# WHAT YOU NEED TO DO
Among these records, which lines include "index"? Copy them out.

BEGIN DATA FOR THE TASK

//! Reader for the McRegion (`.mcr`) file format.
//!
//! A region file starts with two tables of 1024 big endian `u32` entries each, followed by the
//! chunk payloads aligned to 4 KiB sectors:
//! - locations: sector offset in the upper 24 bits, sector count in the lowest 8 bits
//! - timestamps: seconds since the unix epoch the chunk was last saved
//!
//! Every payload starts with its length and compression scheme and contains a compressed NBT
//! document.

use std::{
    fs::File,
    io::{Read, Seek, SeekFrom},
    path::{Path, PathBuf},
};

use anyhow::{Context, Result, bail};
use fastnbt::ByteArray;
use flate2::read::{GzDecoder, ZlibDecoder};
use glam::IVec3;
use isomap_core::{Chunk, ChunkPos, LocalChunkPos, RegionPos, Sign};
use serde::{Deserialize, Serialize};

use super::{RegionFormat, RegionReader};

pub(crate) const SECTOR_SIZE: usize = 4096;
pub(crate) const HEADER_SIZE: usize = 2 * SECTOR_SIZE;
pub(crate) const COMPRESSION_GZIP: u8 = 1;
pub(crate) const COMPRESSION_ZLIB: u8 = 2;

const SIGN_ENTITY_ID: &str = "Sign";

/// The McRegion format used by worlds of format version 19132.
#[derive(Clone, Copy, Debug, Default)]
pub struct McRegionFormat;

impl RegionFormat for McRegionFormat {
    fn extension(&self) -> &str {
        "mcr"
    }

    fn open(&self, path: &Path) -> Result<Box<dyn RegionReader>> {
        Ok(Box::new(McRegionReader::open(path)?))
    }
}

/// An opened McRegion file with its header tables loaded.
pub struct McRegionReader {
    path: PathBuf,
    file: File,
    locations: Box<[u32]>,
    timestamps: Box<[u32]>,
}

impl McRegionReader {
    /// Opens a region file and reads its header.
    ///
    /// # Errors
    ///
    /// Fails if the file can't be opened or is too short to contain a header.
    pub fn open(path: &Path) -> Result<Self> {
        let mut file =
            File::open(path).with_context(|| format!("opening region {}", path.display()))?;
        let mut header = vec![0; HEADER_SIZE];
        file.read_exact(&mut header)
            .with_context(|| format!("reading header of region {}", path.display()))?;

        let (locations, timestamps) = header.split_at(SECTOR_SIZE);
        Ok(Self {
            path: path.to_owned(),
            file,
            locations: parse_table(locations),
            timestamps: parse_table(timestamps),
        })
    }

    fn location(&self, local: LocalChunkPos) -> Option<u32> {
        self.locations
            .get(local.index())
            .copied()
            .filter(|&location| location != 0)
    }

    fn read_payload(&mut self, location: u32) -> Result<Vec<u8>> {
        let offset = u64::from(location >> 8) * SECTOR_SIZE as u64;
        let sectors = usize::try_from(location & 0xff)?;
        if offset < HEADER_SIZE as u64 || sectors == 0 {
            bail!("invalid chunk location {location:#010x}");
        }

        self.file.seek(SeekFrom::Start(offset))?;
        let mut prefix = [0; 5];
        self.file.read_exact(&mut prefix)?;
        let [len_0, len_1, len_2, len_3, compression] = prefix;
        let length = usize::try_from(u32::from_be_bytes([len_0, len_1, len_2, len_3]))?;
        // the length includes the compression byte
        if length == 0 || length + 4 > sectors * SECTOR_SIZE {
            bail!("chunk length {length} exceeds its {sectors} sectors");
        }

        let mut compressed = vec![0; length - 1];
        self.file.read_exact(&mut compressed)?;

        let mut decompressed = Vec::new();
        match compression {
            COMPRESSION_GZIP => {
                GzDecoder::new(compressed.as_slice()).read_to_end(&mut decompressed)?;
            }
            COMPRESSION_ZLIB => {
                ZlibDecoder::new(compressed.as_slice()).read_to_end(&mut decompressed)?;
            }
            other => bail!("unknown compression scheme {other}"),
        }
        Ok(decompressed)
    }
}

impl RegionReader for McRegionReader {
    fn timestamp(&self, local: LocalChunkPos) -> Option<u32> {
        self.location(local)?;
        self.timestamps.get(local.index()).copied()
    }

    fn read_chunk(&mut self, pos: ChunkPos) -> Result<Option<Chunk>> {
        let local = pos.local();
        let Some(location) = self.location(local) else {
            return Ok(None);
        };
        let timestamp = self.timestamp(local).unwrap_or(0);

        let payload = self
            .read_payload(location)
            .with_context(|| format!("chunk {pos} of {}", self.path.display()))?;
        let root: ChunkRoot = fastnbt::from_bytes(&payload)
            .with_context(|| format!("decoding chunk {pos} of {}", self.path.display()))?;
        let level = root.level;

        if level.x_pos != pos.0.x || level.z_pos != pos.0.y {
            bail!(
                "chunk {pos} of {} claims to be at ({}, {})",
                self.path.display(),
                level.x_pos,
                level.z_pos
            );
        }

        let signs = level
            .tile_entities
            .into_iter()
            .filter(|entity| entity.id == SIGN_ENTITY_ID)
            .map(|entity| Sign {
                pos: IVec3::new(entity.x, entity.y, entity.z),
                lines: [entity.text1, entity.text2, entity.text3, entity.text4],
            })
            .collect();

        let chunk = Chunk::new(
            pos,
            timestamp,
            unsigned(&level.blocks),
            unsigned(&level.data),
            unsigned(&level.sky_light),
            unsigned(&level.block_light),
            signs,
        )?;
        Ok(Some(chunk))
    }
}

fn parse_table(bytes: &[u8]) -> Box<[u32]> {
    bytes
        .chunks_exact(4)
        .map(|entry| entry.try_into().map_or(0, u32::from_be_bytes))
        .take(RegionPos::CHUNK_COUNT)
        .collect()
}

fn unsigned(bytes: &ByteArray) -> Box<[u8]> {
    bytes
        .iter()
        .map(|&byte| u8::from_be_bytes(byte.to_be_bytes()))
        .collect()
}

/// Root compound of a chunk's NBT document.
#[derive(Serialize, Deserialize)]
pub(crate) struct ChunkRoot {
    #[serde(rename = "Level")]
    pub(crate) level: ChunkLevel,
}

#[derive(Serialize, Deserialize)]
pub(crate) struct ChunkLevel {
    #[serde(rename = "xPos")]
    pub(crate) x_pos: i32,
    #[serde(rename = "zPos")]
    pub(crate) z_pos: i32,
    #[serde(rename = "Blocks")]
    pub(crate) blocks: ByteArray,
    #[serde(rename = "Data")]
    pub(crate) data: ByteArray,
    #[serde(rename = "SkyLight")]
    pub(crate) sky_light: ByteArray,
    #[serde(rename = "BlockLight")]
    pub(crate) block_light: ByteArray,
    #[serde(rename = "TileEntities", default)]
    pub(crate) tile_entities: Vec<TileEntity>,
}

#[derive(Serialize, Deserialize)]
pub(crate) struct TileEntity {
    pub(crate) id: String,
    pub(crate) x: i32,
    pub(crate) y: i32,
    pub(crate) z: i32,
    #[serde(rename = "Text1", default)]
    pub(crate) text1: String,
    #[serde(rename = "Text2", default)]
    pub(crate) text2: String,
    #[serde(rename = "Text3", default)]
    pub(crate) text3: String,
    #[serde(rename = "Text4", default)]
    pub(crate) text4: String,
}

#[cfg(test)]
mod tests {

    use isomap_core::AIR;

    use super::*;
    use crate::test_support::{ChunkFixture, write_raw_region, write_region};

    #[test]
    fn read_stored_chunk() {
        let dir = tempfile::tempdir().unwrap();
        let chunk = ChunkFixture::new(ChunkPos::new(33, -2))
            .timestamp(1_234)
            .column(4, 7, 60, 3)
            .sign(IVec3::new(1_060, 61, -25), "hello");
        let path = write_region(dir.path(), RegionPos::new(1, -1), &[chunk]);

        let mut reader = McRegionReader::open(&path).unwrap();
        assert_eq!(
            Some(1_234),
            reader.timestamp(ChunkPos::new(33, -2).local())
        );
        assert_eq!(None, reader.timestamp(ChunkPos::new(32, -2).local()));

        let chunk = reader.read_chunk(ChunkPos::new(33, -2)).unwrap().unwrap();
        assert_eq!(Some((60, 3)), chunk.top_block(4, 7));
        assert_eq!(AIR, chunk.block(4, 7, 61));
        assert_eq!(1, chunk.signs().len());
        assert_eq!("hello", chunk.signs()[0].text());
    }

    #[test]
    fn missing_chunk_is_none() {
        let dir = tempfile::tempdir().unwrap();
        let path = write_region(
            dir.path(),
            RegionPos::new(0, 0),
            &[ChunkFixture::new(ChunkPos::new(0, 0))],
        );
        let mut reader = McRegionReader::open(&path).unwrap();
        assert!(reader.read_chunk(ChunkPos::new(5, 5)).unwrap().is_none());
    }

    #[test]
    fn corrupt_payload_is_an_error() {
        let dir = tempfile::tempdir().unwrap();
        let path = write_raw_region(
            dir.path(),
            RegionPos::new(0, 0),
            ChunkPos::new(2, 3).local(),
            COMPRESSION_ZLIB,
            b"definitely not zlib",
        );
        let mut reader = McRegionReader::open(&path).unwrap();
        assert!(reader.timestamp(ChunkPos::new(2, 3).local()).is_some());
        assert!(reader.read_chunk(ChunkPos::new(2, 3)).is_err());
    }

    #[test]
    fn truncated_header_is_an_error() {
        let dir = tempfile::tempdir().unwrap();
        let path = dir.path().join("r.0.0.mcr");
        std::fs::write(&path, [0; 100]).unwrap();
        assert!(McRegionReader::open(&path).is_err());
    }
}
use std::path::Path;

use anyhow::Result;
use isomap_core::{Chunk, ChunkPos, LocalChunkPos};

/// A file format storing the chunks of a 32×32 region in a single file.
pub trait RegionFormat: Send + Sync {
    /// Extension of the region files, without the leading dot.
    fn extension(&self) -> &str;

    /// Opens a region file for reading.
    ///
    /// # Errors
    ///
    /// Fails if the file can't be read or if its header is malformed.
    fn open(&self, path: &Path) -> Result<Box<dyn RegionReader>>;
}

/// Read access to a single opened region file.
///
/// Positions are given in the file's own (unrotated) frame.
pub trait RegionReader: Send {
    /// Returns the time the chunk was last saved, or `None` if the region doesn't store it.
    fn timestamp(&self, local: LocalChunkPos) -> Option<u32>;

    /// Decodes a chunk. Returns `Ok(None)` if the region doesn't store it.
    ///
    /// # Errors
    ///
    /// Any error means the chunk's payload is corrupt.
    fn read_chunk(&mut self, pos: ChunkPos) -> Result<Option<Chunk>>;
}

END DATA FOR THE TASK

# ANSWER SECTION
            .get(local.index())
        self.timestamps.get(local.index()).copied()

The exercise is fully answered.